* [Task objective]: Return only those lines of the material that contain "reading".

* [Recorded information]:
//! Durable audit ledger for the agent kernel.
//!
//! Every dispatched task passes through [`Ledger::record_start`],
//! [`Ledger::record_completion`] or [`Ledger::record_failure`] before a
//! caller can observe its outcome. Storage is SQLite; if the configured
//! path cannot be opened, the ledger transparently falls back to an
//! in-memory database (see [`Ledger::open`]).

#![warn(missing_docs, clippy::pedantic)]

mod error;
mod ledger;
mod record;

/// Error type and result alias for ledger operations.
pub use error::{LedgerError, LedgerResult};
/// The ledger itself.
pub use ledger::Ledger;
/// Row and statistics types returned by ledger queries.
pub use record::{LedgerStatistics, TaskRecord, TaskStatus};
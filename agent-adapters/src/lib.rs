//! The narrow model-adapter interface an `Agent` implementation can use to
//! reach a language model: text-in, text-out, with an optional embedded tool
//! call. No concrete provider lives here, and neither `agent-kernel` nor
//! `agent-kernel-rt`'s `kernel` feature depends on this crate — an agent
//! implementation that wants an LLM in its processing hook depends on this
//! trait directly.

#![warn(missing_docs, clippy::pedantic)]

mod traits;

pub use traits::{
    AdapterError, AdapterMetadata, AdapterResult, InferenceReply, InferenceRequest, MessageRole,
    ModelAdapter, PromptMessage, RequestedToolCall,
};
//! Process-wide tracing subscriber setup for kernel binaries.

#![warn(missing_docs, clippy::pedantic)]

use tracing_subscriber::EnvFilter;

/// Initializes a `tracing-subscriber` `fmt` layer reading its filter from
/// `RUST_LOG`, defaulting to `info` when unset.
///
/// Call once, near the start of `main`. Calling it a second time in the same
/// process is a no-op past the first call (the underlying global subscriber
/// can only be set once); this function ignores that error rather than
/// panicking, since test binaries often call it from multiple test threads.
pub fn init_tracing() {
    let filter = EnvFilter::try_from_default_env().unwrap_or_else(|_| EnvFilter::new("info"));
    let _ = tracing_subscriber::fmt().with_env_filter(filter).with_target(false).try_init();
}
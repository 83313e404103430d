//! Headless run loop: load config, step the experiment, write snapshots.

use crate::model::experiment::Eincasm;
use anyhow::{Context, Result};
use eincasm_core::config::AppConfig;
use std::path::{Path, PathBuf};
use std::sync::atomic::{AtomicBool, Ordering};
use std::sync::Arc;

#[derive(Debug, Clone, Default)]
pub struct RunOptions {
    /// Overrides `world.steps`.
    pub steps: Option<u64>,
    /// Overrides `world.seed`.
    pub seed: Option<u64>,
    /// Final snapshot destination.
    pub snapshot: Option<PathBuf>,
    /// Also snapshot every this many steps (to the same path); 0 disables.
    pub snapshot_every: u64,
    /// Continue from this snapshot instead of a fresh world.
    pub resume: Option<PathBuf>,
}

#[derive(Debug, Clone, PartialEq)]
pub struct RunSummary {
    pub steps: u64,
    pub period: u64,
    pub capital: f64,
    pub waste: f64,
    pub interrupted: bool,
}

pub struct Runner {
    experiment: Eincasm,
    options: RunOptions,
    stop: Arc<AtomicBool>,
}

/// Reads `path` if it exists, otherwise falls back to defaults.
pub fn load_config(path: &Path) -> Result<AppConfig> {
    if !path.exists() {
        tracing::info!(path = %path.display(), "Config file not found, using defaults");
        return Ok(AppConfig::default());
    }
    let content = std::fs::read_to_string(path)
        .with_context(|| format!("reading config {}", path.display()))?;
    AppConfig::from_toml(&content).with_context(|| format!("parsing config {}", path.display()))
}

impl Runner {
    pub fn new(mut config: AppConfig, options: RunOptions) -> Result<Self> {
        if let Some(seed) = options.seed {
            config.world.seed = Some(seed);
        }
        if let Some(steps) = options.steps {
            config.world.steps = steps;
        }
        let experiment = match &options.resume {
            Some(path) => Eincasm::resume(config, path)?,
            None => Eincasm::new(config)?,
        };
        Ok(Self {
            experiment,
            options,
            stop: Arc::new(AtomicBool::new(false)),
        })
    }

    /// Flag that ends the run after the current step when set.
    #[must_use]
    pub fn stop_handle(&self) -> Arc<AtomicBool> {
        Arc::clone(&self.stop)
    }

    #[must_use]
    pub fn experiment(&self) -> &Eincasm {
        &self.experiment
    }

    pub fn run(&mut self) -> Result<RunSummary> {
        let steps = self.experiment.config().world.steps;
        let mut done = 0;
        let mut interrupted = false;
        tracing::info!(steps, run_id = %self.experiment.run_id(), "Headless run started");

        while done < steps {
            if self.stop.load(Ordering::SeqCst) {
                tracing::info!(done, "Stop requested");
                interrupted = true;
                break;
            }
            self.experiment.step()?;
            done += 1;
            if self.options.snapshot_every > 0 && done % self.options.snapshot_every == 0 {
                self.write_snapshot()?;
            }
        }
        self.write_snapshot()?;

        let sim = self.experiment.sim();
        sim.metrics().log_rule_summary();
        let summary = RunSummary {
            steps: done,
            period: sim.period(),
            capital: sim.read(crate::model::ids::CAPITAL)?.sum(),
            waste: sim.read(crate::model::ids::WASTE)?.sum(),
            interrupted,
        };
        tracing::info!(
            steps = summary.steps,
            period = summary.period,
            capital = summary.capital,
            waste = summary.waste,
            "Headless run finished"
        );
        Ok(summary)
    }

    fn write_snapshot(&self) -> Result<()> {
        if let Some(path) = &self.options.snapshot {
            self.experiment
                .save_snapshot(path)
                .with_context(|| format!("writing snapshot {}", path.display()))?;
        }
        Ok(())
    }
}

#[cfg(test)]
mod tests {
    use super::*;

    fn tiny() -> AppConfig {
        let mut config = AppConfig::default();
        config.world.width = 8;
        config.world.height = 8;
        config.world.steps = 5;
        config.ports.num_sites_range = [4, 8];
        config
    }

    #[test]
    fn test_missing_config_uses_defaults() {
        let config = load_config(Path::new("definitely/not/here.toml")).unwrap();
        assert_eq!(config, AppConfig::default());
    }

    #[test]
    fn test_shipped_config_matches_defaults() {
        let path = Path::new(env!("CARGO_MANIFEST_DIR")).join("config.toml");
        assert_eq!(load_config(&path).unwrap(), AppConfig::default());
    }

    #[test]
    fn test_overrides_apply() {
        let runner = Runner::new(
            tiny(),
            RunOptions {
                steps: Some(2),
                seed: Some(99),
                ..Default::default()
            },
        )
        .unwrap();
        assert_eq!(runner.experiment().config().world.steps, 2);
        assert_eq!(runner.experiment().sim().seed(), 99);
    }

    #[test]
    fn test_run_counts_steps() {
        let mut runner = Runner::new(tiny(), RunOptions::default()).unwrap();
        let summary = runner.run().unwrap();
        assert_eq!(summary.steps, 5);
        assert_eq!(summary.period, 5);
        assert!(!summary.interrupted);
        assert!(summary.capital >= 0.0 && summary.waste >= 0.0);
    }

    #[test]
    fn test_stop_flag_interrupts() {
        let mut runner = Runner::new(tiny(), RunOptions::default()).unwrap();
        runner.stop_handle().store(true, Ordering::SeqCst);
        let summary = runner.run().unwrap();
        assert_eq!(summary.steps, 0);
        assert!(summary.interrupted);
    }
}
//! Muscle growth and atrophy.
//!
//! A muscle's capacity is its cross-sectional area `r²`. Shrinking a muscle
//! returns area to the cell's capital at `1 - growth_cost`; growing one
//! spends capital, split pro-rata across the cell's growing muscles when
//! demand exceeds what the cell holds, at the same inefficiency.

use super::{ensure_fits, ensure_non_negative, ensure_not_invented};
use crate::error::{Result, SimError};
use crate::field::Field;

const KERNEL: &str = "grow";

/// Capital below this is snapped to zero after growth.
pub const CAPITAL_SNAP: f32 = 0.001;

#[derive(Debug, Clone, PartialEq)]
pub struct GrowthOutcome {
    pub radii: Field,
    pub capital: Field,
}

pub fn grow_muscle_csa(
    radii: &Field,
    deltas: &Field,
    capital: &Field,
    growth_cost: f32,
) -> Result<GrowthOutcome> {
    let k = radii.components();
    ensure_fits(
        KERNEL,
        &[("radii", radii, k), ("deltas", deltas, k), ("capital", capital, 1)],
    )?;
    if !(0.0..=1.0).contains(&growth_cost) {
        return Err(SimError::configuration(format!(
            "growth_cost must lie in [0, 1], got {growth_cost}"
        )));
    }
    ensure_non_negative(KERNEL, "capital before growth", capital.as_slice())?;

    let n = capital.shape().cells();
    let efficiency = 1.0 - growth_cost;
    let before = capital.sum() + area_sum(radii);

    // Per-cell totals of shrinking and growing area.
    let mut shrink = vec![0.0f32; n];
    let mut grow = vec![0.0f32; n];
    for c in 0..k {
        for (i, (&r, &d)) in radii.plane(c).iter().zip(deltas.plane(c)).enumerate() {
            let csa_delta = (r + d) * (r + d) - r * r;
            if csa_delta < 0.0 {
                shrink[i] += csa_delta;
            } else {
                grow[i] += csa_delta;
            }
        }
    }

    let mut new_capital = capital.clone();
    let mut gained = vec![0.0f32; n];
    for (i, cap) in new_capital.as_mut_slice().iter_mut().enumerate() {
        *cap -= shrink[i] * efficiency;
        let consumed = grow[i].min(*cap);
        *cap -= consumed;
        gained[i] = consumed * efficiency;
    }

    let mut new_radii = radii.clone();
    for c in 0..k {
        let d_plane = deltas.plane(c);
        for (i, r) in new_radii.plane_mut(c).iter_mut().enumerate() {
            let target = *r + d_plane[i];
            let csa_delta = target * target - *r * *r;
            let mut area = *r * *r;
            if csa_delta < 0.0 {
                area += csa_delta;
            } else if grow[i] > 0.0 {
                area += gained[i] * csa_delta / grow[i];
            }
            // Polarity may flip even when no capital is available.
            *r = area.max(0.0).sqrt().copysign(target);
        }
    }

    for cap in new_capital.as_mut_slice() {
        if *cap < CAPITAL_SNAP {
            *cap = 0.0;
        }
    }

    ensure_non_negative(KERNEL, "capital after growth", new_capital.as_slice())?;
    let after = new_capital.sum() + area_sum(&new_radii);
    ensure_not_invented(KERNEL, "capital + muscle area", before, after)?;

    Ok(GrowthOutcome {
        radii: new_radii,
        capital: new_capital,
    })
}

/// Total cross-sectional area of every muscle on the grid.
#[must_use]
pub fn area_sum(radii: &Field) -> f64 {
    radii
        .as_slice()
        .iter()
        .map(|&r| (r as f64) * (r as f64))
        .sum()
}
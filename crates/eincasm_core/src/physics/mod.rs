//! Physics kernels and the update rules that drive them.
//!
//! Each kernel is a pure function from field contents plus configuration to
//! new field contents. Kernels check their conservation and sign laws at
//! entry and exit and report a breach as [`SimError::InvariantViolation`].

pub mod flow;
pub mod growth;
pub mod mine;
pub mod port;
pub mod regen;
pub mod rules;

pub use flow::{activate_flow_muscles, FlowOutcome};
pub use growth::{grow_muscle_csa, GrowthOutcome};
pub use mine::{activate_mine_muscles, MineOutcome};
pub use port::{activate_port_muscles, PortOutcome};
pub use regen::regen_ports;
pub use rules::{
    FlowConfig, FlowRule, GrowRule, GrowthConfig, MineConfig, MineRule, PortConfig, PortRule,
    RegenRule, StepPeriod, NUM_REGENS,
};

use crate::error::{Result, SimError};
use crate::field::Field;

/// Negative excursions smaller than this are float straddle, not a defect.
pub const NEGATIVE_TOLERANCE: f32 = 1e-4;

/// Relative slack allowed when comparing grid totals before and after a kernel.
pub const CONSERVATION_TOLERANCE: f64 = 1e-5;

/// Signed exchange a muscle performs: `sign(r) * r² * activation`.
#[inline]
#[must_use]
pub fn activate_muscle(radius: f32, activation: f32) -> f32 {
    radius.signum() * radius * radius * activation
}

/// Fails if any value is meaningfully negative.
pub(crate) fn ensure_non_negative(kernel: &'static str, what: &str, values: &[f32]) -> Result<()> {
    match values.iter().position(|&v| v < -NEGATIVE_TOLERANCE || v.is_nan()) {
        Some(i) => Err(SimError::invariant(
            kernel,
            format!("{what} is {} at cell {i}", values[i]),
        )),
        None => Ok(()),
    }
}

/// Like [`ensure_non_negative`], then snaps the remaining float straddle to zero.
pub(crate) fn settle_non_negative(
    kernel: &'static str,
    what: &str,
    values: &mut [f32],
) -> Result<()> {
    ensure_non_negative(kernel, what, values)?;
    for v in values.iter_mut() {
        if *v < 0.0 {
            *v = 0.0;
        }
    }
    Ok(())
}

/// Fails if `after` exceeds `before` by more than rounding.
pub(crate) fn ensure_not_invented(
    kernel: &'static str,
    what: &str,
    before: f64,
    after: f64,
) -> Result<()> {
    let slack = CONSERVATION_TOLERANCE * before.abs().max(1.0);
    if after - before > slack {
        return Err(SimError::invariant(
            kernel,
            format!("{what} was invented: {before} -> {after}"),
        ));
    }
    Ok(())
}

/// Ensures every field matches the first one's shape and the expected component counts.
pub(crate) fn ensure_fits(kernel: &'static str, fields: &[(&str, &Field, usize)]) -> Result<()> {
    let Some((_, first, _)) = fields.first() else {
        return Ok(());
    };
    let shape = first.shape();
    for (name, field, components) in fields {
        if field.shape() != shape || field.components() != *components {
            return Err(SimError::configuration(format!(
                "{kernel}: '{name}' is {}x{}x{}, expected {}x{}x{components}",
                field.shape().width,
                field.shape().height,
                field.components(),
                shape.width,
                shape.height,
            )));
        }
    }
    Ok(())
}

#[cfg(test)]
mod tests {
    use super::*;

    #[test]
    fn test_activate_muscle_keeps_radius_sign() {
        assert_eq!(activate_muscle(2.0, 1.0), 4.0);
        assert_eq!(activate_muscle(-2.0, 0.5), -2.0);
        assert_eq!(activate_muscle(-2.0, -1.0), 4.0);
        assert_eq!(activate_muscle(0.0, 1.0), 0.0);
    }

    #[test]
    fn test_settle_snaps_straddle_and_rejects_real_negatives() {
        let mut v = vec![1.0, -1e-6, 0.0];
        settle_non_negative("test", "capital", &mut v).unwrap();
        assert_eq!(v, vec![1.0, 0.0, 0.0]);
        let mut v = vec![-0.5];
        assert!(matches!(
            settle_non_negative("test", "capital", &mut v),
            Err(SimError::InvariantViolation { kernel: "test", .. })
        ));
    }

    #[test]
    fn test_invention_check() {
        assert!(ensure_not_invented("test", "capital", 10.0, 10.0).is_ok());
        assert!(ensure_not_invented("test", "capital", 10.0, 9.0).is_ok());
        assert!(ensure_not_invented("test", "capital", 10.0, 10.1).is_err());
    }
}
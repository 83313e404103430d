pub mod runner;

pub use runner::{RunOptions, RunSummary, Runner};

* [Written response]:
/// Initializes a `tracing-subscriber` `fmt` layer reading its filter from
        .with_context(|| format!("reading config {}", path.display()))?;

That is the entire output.